> [DATA]
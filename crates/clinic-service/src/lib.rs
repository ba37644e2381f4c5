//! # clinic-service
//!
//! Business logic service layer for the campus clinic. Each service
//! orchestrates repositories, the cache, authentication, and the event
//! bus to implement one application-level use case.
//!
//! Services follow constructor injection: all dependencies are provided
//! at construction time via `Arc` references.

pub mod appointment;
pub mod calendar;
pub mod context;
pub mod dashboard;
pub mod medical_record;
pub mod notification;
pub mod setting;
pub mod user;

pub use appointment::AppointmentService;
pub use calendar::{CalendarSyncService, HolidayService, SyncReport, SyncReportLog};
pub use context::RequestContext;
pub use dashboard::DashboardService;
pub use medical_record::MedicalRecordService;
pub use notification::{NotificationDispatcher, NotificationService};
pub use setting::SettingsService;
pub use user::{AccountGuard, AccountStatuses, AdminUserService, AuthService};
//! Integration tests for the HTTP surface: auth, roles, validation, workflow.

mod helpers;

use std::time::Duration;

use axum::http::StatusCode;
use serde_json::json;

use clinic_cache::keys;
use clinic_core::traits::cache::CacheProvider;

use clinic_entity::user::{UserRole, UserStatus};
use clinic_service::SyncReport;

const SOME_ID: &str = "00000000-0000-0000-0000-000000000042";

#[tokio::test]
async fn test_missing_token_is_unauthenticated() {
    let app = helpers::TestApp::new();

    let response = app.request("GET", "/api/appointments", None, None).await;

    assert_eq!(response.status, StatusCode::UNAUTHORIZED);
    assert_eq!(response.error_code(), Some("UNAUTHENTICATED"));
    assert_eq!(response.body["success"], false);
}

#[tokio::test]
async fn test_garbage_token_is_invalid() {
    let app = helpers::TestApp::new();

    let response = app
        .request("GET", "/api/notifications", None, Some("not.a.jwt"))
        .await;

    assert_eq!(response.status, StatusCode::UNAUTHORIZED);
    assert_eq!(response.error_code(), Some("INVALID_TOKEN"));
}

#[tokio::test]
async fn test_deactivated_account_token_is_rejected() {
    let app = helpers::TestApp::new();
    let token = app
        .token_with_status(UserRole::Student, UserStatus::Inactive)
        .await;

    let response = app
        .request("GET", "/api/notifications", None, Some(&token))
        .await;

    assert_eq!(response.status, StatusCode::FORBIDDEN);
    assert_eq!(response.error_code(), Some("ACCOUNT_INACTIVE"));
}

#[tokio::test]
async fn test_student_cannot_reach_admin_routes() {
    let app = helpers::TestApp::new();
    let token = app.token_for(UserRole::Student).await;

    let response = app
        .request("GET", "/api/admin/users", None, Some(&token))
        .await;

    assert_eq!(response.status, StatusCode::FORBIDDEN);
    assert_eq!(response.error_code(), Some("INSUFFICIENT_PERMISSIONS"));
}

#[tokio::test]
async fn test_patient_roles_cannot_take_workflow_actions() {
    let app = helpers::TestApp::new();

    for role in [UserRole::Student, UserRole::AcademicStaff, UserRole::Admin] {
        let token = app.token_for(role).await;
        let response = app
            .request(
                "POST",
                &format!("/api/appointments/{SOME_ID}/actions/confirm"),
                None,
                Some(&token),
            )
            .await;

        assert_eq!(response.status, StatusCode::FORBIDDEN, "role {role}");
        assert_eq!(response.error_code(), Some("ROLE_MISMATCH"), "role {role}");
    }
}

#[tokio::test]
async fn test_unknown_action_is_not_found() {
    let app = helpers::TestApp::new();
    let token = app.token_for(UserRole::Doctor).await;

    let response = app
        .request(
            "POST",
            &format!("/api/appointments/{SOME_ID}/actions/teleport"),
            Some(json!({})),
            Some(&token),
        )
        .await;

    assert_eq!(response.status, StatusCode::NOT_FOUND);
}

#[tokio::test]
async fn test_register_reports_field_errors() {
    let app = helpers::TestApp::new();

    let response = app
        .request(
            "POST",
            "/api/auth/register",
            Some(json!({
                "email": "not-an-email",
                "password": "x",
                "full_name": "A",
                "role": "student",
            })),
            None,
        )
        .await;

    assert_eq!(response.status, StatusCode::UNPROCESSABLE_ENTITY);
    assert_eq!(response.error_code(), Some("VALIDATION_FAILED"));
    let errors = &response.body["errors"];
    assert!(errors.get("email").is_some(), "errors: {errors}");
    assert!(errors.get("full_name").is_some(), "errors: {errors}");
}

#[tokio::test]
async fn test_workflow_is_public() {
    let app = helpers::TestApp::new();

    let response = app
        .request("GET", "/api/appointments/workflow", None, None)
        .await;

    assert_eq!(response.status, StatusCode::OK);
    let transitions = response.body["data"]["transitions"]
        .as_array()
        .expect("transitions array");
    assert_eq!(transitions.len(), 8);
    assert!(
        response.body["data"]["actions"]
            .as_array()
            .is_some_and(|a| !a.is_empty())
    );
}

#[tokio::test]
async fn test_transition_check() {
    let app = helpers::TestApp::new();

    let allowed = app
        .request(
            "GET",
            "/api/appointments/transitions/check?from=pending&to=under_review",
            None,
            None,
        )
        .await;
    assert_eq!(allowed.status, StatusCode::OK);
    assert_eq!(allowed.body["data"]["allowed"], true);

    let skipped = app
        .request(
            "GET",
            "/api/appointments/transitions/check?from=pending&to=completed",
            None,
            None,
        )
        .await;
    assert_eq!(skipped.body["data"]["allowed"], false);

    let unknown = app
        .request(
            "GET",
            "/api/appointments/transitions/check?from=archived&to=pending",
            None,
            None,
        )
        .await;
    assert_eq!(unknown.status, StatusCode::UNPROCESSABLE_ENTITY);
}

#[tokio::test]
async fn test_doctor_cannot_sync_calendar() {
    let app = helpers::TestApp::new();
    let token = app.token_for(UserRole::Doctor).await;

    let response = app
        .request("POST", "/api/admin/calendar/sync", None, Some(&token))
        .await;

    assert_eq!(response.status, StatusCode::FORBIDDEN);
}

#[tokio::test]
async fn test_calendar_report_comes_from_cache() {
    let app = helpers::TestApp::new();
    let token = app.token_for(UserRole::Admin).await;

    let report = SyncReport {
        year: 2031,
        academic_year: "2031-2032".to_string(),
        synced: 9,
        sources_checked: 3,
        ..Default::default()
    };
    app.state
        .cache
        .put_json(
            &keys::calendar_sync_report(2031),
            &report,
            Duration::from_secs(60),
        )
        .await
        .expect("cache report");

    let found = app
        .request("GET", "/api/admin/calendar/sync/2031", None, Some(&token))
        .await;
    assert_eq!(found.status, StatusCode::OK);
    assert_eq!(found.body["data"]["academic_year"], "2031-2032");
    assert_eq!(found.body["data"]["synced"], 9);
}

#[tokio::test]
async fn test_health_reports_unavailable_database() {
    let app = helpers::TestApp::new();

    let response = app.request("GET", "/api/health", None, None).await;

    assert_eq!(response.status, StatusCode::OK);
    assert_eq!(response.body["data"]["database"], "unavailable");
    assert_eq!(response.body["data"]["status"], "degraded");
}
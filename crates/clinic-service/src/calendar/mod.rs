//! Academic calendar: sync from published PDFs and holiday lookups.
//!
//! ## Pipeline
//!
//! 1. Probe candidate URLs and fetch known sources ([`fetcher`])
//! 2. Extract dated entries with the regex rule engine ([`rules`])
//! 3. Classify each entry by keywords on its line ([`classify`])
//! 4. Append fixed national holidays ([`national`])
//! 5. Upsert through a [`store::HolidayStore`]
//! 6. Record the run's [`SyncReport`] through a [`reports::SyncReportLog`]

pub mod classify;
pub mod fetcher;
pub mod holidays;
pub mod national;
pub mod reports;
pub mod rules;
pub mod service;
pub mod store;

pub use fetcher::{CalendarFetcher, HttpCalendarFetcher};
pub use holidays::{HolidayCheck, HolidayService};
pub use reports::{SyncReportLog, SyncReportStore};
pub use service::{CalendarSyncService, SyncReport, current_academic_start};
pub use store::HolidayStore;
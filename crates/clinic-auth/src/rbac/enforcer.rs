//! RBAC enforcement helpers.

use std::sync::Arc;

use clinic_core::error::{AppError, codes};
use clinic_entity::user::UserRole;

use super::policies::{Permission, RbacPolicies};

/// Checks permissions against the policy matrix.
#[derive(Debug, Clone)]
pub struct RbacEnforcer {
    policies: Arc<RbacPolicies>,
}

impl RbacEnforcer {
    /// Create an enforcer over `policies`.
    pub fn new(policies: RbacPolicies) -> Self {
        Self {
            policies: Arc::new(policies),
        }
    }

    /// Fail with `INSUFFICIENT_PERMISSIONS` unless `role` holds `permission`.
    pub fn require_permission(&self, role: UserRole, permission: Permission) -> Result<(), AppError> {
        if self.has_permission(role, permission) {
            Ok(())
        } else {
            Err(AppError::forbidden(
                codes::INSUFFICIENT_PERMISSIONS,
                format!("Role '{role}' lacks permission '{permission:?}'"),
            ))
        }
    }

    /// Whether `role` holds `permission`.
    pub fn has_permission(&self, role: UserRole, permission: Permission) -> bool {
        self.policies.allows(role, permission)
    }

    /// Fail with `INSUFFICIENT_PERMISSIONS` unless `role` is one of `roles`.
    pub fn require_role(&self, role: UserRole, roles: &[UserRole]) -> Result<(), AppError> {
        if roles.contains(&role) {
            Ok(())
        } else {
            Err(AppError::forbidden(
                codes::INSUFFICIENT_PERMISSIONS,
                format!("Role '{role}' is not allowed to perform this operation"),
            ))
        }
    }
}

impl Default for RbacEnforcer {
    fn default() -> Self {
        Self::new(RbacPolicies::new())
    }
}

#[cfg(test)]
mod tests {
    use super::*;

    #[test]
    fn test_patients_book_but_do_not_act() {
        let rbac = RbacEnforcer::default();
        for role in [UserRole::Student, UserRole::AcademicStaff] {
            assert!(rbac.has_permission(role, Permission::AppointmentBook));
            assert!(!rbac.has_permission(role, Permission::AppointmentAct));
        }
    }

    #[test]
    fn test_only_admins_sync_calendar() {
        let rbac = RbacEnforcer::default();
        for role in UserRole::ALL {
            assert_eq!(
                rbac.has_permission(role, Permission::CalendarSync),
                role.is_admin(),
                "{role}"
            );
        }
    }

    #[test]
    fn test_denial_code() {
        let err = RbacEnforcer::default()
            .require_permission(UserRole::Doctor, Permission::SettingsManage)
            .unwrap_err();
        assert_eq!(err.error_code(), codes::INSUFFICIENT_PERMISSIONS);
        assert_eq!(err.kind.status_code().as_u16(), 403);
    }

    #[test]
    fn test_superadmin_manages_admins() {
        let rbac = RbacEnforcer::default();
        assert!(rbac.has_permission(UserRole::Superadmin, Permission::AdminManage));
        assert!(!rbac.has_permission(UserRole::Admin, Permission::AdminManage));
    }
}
==
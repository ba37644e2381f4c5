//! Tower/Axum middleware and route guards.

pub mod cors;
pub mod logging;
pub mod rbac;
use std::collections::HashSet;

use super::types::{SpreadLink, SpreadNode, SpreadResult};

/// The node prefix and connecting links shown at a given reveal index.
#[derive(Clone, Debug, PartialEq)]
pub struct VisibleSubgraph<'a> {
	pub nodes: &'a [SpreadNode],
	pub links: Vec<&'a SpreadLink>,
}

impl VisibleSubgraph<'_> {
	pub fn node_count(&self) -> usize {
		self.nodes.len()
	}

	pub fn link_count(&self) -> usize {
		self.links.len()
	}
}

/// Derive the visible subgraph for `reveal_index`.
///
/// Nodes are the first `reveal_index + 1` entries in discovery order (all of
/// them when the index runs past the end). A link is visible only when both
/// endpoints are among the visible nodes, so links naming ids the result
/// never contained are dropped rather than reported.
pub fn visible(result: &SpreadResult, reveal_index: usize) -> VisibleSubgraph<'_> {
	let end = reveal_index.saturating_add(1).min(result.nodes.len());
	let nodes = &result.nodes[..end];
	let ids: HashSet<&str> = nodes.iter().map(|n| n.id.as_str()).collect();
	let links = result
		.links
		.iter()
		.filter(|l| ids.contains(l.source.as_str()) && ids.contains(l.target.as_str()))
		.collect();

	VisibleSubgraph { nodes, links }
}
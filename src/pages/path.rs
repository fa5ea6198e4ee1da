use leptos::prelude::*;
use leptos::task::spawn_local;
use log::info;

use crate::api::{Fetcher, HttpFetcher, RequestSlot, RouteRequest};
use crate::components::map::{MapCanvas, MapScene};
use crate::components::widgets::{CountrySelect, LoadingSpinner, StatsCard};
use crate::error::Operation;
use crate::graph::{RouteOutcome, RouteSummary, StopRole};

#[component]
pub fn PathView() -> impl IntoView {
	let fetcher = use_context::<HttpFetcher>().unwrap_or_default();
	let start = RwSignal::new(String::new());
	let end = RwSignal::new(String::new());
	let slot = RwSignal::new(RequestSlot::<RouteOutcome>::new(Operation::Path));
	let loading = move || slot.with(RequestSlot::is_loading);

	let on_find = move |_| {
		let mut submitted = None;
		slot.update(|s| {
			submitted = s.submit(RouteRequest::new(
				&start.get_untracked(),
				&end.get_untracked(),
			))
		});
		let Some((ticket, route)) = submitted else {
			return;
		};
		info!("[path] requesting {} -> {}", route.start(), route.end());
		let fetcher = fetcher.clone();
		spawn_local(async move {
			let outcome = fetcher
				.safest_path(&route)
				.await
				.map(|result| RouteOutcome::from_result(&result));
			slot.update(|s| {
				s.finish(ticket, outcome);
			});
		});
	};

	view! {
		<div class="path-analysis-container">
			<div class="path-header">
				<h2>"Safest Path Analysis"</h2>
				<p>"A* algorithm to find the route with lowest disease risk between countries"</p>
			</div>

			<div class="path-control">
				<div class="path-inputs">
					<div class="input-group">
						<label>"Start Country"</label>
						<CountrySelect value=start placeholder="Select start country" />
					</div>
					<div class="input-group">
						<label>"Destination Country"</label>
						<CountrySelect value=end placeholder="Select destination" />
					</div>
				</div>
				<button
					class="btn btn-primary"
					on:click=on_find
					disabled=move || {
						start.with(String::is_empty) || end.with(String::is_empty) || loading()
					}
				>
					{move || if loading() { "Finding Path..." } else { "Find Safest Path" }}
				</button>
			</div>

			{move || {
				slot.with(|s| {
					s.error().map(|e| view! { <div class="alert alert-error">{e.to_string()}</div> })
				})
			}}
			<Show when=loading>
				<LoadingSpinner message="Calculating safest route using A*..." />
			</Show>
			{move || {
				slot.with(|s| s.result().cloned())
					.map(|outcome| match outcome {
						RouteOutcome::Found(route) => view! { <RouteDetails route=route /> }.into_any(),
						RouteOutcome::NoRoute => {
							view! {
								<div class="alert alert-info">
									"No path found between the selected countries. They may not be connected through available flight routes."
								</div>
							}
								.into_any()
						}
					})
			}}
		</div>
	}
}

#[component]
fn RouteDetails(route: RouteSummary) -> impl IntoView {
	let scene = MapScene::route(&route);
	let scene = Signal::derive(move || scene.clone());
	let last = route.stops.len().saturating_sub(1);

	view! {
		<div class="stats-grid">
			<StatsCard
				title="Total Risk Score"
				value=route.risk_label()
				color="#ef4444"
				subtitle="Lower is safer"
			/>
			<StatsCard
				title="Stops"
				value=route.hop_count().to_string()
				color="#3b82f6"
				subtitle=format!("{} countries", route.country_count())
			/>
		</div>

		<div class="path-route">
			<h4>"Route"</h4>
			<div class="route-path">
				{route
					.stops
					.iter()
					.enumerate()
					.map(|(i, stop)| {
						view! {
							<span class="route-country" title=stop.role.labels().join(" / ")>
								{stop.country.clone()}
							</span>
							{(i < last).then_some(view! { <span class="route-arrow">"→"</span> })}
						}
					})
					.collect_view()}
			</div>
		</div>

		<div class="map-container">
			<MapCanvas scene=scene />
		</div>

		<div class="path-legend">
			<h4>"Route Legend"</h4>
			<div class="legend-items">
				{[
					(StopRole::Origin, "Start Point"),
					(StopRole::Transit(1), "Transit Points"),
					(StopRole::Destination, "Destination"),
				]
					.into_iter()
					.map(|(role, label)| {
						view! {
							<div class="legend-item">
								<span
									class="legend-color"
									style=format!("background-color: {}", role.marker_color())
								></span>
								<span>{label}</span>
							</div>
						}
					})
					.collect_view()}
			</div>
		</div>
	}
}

> [TASK STATEMENT] Only the lines from the one containing "filename crates/clinic-service/src/lib.rs" through the one containing "use clinic_service::SyncReport;" are to be retyped, both boundary lines included, with no other material.

> [ANSWER SECTION]
filename crates/clinic-service/src/lib.rs
repository ba37644e2381f4c5
//! # clinic-service
//!
//! Business logic service layer for the campus clinic. Each service
//! orchestrates repositories, the cache, authentication, and the event
//! bus to implement one application-level use case.
//!
//! Services follow constructor injection: all dependencies are provided
//! at construction time via `Arc` references.

pub mod appointment;
pub mod calendar;
pub mod context;
pub mod dashboard;
pub mod medical_record;
pub mod notification;
pub mod setting;
pub mod user;

pub use appointment::AppointmentService;
pub use calendar::{CalendarSyncService, HolidayService, SyncReport, SyncReportLog};
pub use context::RequestContext;
pub use dashboard::DashboardService;
pub use medical_record::MedicalRecordService;
pub use notification::{NotificationDispatcher, NotificationService};
pub use setting::SettingsService;
pub use user::{AccountGuard, AccountStatuses, AdminUserService, AuthService};
//! Integration tests for the HTTP surface: auth, roles, validation, workflow.

mod helpers;

use std::time::Duration;

use axum::http::StatusCode;
use serde_json::json;

use clinic_cache::keys;
use clinic_core::traits::cache::CacheProvider;

use clinic_entity::user::{UserRole, UserStatus};
use clinic_service::SyncReport;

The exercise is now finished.